Task directions:
Take the data below and repeat it exactly.

Data:
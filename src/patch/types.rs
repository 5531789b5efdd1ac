use thiserror::Error;

/// Why an edit script could not be replayed against a sequence.
#[derive(Debug, Clone, PartialEq, Eq, Error)]
pub enum PatchError {
    #[error("element {index} of the original sequence does not match the script")]
    Mismatch { index: usize },
    #[error("the script consumes element {index}, past the end of the original sequence")]
    Exhausted { index: usize },
    #[error("{remaining} elements of the original sequence are not covered by the script")]
    Unconsumed { remaining: usize },
}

Response:
filename src/patch/types.rs
repository 5531789b5efdd1ac
use thiserror::Error;

/// Why an edit script could not be replayed against a sequence.
#[derive(Debug, Clone, PartialEq, Eq, Error)]
pub enum PatchError {
    #[error("element {index} of the original sequence does not match the script")]
    Mismatch { index: usize },
    #[error("the script consumes element {index}, past the end of the original sequence")]
    Exhausted { index: usize },
    #[error("{remaining} elements of the original sequence are not covered by the script")]
    Unconsumed { remaining: usize },
}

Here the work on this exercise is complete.